Common sense and understanding of the markets and the way participants interact forces us to label such studies naive, to say the least. Those of us who actually trade and have done this for a long time know how hard it is to make money and finish the year with a positive cumulative P/L. It takes special skills and tremendous effort to trade real money, by competing in a game with all sorts of market participants, like for example commercials, market makers, high frequency robots, insiders, and at the end of the day taking a share of the losses of the losers in a zero-sum game (trading is a zero-sum game with a few exemptions that are outside of the scope of this post). The winner participants share the losses of the losers. It is a true achievement to be able to maintain a profit factor much greater than 1 for an extended period of time and the question whether there is luck involved is more a metaphysical one than pragmatic. It is the wrong question to ask and actually a distracting issue away from the real issue to be discussed below. Even if a fund manager has a mean monthly or yearly performance close to the mean performance of a large pool, this is in itself an achievement and should not be called a mediocre performer, as some authors who have never traded think. I claim that even if the performance of a manager is less than the mean performance of a large pool, as long as it is positive and the profit factor is much greater than 1, it reflects some type of an edge.
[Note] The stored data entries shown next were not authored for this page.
//! In-memory store
//!
//! Implements [`StoreClient`] over a `BTreeMap` with the remote store's
//! write semantics: existence actions, generation checks, per-write
//! generation increments starting at 1, touch, and expiration. Failure
//! injection, artificial latency and a request counter make it usable as
//! a test double for the template layer.

use crate::client::{RecordStream, StoreClient};
use crate::error::{ClientError, ClientResult, ResultCode};
use crate::operation::Operation;
use async_trait::async_trait;
use futures::stream::{self, StreamExt};
use kvmap_common::{
    Bin, Bins, ExistenceAction, Expiration, Filter, GenerationPolicy, KeyRecord, Record, StoreKey,
    Value, WritePolicy,
};
use parking_lot::{Mutex, RwLock};
use std::collections::{BTreeMap, VecDeque};
use std::sync::atomic::{AtomicU64, Ordering};
use std::time::Duration;
use tokio::time::Instant;
use tracing::{debug, trace};

#[derive(Clone, Debug)]
struct StoredRecord {
    bins: Bins,
    generation: u32,
    expires_at: Option<Instant>,
    user_key_stored: bool,
}

impl StoredRecord {
    fn is_expired(&self, now: Instant) -> bool {
        self.expires_at.is_some_and(|t| t <= now)
    }

    fn to_record(&self, now: Instant, with_bins: bool) -> Record {
        // Round up so a fresh record reports its full time-to-live
        let expiration = self.expires_at.map_or(0, |t| {
            let left = t.saturating_duration_since(now);
            let secs = left.as_secs() + u64::from(left.subsec_nanos() > 0);
            u32::try_from(secs).unwrap_or(u32::MAX)
        });
        Record {
            bins: if with_bins {
                self.bins.clone()
            } else {
                Bins::new()
            },
            generation: self.generation,
            expiration,
        }
    }
}

/// In-memory implementation of [`StoreClient`]
pub struct MemoryStore {
    records: RwLock<BTreeMap<StoreKey, StoredRecord>>,
    /// Namespace default time-to-live; `None` means records never expire
    default_ttl: Option<Duration>,
    /// Delay applied to every request before it is served
    latency: Option<Duration>,
    /// Failures returned by the next requests, in order
    injected: Mutex<VecDeque<ResultCode>>,
    requests: AtomicU64,
}

impl Default for MemoryStore {
    fn default() -> Self {
        Self::new()
    }
}

impl MemoryStore {
    /// Create an empty store whose namespace default is "never expire"
    #[must_use]
    pub fn new() -> Self {
        Self {
            records: RwLock::new(BTreeMap::new()),
            default_ttl: None,
            latency: None,
            injected: Mutex::new(VecDeque::new()),
            requests: AtomicU64::new(0),
        }
    }

    /// Set the namespace default time-to-live
    #[must_use]
    pub const fn with_default_ttl(mut self, ttl: Duration) -> Self {
        self.default_ttl = Some(ttl);
        self
    }

    /// Delay every request by `latency`
    #[must_use]
    pub const fn with_latency(mut self, latency: Duration) -> Self {
        self.latency = Some(latency);
        self
    }

    /// Make the next request fail with `code`
    pub fn fail_next(&self, code: ResultCode) {
        self.injected.lock().push_back(code);
    }

    /// Number of requests served so far
    pub fn request_count(&self) -> u64 {
        self.requests.load(Ordering::Relaxed)
    }

    /// Read a record without counting a request
    pub fn peek(&self, key: &StoreKey) -> Option<Record> {
        let now = Instant::now();
        self.records
            .read()
            .get(key)
            .filter(|r| !r.is_expired(now))
            .map(|r| r.to_record(now, true))
    }

    /// Whether the user key was stored with the record
    pub fn has_user_key(&self, key: &StoreKey) -> bool {
        self.records
            .read()
            .get(key)
            .is_some_and(|r| r.user_key_stored)
    }

    /// Number of live records
    pub fn len(&self) -> usize {
        let now = Instant::now();
        self.records
            .read()
            .values()
            .filter(|r| !r.is_expired(now))
            .count()
    }

    pub fn is_empty(&self) -> bool {
        self.len() == 0
    }

    /// Remove every record
    pub fn clear(&self) {
        self.records.write().clear();
    }

    async fn begin(&self, op: &str, key: Option<&StoreKey>) -> ClientResult<()> {
        self.requests.fetch_add(1, Ordering::Relaxed);
        if let Some(latency) = self.latency {
            tokio::time::sleep(latency).await;
        }
        let injected = self.injected.lock().pop_front();
        if let Some(code) = injected {
            debug!("Injected {} failure on {} {:?}", code, op, key.map(ToString::to_string));
            return Err(ClientError::new(code, format!("injected failure on {op}")));
        }
        trace!("{} {:?}", op, key.map(ToString::to_string));
        Ok(())
    }

    fn purge_expired(records: &mut BTreeMap<StoreKey, StoredRecord>, key: &StoreKey, now: Instant) {
        if records.get(key).is_some_and(|r| r.is_expired(now)) {
            records.remove(key);
        }
    }

    fn check_write(
        existing: Option<&StoredRecord>,
        policy: &WritePolicy,
        key: &StoreKey,
    ) -> ClientResult<()> {
        match (policy.existence_action(), existing) {
            (ExistenceAction::CreateOnly, Some(_)) => {
                return Err(ClientError::new(
                    ResultCode::KeyExists,
                    format!("key {key} already exists"),
                ));
            }
            (ExistenceAction::UpdateOnly | ExistenceAction::ReplaceOnly, None) => {
                return Err(ClientError::new(
                    ResultCode::KeyNotFound,
                    format!("key {key} not found"),
                ));
            }
            _ => {}
        }

        // The generation check only applies to records that exist
        if policy.generation_policy() == GenerationPolicy::ExpectEqual
            && let Some(record) = existing
            && record.generation != policy.generation()
        {
            return Err(ClientError::new(
                ResultCode::GenerationError,
                format!(
                    "generation mismatch on {key}: expected {}, found {}",
                    policy.generation(),
                    record.generation
                ),
            ));
        }
        Ok(())
    }

    /// Generation after a write. Wraps past `u32::MAX` back to 1, since 0
    /// is reserved for "never written".
    fn next_generation(existing: Option<&StoredRecord>) -> u32 {
        match existing.map(|r| r.generation) {
            None | Some(u32::MAX) => 1,
            Some(g) => g + 1,
        }
    }

    fn expires_at(
        &self,
        policy: &WritePolicy,
        existing: Option<&StoredRecord>,
        now: Instant,
    ) -> Option<Instant> {
        let namespace_default = || self.default_ttl.map(|ttl| now + ttl);
        match policy.expiration() {
            Expiration::NamespaceDefault | Expiration::Seconds(0) => namespace_default(),
            Expiration::Never => None,
            Expiration::DontUpdate => existing.map_or_else(namespace_default, |r| r.expires_at),
            Expiration::Seconds(secs) => Some(now + Duration::from_secs(u64::from(secs))),
        }
    }

    fn apply_put(bins: &mut Bins, bin: &Bin) {
        if bin.value.is_nil() {
            bins.remove(&bin.name);
        } else {
            bins.set(bin.name.clone(), bin.value.clone());
        }
    }

    fn apply_add(bins: &mut Bins, bin: &Bin) -> ClientResult<()> {
        let delta = bin.value.as_i64().ok_or_else(|| bin_type_error(bin, "int"))?;
        let current = match bins.get(&bin.name) {
            None | Some(Value::Nil) => 0,
            Some(Value::Int(i)) => *i,
            Some(_) => return Err(bin_type_error(bin, "int")),
        };
        bins.set(bin.name.clone(), current.wrapping_add(delta));
        Ok(())
    }

    fn apply_concat(bins: &mut Bins, bin: &Bin, append: bool) -> ClientResult<()> {
        let part = bin.value.as_str().ok_or_else(|| bin_type_error(bin, "string"))?;
        let current = match bins.get(&bin.name) {
            None | Some(Value::Nil) => "",
            Some(Value::String(s)) => s.as_str(),
            Some(_) => return Err(bin_type_error(bin, "string")),
        };
        let joined = if append {
            format!("{current}{part}")
        } else {
            format!("{part}{current}")
        };
        bins.set(bin.name.clone(), joined);
        Ok(())
    }
}

fn bin_type_error(bin: &Bin, expected: &str) -> ClientError {
    ClientError::new(
        ResultCode::BinTypeError,
        format!("bin '{}' requires {expected}, got {}", bin.name, bin.value.kind()),
    )
}

fn key_not_found(key: &StoreKey) -> ClientError {
    ClientError::new(ResultCode::KeyNotFound, format!("key {key} not found"))
}

#[async_trait]
impl StoreClient for MemoryStore {
    async fn get(&self, key: &StoreKey) -> ClientResult<Option<Record>> {
        self.begin("get", Some(key)).await?;
        let now = Instant::now();
        Ok(self
            .records
            .read()
            .get(key)
            .filter(|r| !r.is_expired(now))
            .map(|r| r.to_record(now, true)))
    }

    async fn exists(&self, key: &StoreKey) -> ClientResult<bool> {
        self.begin("exists", Some(key)).await?;
        let now = Instant::now();
        Ok(self
            .records
            .read()
            .get(key)
            .is_some_and(|r| !r.is_expired(now)))
    }

    async fn put(&self, policy: &WritePolicy, key: &StoreKey, bins: &Bins) -> ClientResult<u32> {
        self.begin("put", Some(key)).await?;
        let now = Instant::now();
        let mut records = self.records.write();
        Self::purge_expired(&mut records, key, now);

        let existing = records.get(key);
        Self::check_write(existing, policy, key)?;

        let mut new_bins = match (policy.existence_action(), existing) {
            (ExistenceAction::Upsert | ExistenceAction::UpdateOnly, Some(record)) => {
                record.bins.clone()
            }
            _ => Bins::new(),
        };
        for bin in bins.iter() {
            Self::apply_put(&mut new_bins, bin);
        }

        let generation = Self::next_generation(existing);
        let expires_at = self.expires_at(policy, existing, now);
        let user_key_stored = policy.send_key() || existing.is_some_and(|r| r.user_key_stored);

        records.insert(
            key.clone(),
            StoredRecord {
                bins: new_bins,
                generation,
                expires_at,
                user_key_stored,
            },
        );
        Ok(generation)
    }

    async fn delete(&self, policy: &WritePolicy, key: &StoreKey) -> ClientResult<bool> {
        self.begin("delete", Some(key)).await?;
        let now = Instant::now();
        let mut records = self.records.write();
        Self::purge_expired(&mut records, key, now);

        if policy.generation_policy() == GenerationPolicy::ExpectEqual
            && let Some(record) = records.get(key)
            && record.generation != policy.generation()
        {
            return Err(ClientError::new(
                ResultCode::GenerationError,
                format!("generation mismatch on {key}"),
            ));
        }
        Ok(records.remove(key).is_some())
    }

    async fn operate(
        &self,
        policy: &WritePolicy,
        key: &StoreKey,
        ops: &[Operation],
    ) -> ClientResult<Record> {
        self.begin("operate", Some(key)).await?;
        let now = Instant::now();
        let mut records = self.records.write();
        Self::purge_expired(&mut records, key, now);

        let existing = records.get(key);
        let want_bins = ops.iter().any(|op| matches!(op, Operation::Get));

        if !ops.iter().any(Operation::is_write) {
            return existing
                .map(|r| r.to_record(now, want_bins))
                .ok_or_else(|| key_not_found(key));
        }

        let modifies_bins = ops
            .iter()
            .any(|op| op.is_write() && !matches!(op, Operation::Touch));
        if existing.is_none() && !modifies_bins {
            return Err(key_not_found(key));
        }
        Self::check_write(existing, policy, key)?;

        let replaces = matches!(
            policy.existence_action(),
            ExistenceAction::ReplaceOnly | ExistenceAction::CreateOnly
        );
        let mut bins = match existing {
            Some(record) if !(replaces && modifies_bins) => record.bins.clone(),
            _ => Bins::new(),
        };

        // Work on a copy so a failing op leaves the record untouched
        for op in ops {
            match op {
                Operation::Put(bin) => Self::apply_put(&mut bins, bin),
                Operation::Add(bin) => Self::apply_add(&mut bins, bin)?,
                Operation::Append(bin) => Self::apply_concat(&mut bins, bin, true)?,
                Operation::Prepend(bin) => Self::apply_concat(&mut bins, bin, false)?,
                Operation::Touch | Operation::Get | Operation::GetHeader => {}
            }
        }

        let stored = StoredRecord {
            bins,
            generation: Self::next_generation(existing),
            expires_at: self.expires_at(policy, existing, now),
            user_key_stored: policy.send_key() || existing.is_some_and(|r| r.user_key_stored),
        };
        let result = stored.to_record(now, want_bins);
        records.insert(key.clone(), stored);
        Ok(result)
    }

    async fn batch_get(&self, keys: &[StoreKey]) -> ClientResult<Vec<Option<Record>>> {
        self.begin("batch_get", None).await?;
        let now = Instant::now();
        let records = self.records.read();
        Ok(keys
            .iter()
            .map(|key| {
                records
                    .get(key)
                    .filter(|r| !r.is_expired(now))
                    .map(|r| r.to_record(now, true))
            })
            .collect())
    }

    async fn scan(
        &self,
        namespace: &str,
        set_name: &str,
        filter: Option<&Filter>,
    ) -> ClientResult<RecordStream> {
        self.begin("scan", None).await?;
        let now = Instant::now();
        let items: Vec<KeyRecord> = self
            .records
            .read()
            .iter()
            .filter(|(key, r)| {
                key.namespace() == namespace && key.set_name() == set_name && !r.is_expired(now)
            })
            .map(|(key, r)| KeyRecord {
                key: key.clone(),
                record: r.to_record(now, true),
            })
            .filter(|kr| filter.is_none_or(|f| f.matches(&kr.record)))
            .collect();
        Ok(stream::iter(items.into_iter().map(Ok)).boxed())
    }
}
So what is the real issue here? The real issue is the quality of an edge in the context of probability of ruin. It has to do with the leverage to achieve the positive performance. A fund manager who uses a leverage of 2 to achieve an average 10% yearly return is better than a manager who uses a leverage of 4 to achieve the same return. However, the leverage information is not easily accessible for the most part. It is hard to know the actual level of risk of ruin from looking at monthly, quarterly or yearly results. That is difficult even when trade-by-trade P/L results are available. From the individual trader point of view, if someone trades one S&P 500 mini futures contract per $50K of equity and another two contracts per $20K and both achieve about the same return then the former trader has superior skill or edge, depending on whether he is a discretionary trader or uses mechanical trading systems. In both cases there is an edge but this is not the important issue. The difference is the quality of the edge and in particular, the probability of ruin involved. Thus, the real and important issue, given positive performance, is not whether there was luck or skill involved in achieving it, but what was the probability of ruin as a function of time. Traders and fund managers with high probability of ruin, even when profitable, have a lower quality edge but they do have an edge. If a trader or fund manager does not have an edge, in these competitive markets it will probably show in the first 6 or 12 months. The probability of two or three years in a row of positive returns above the mean market return is so low that it is for all practical purposes zero. This is dictated by experience and common sense. Thus, I do not know what all those studies investigating the persistence of luck in performance results are all about other than the fact that their authors lack trading experience and common sense.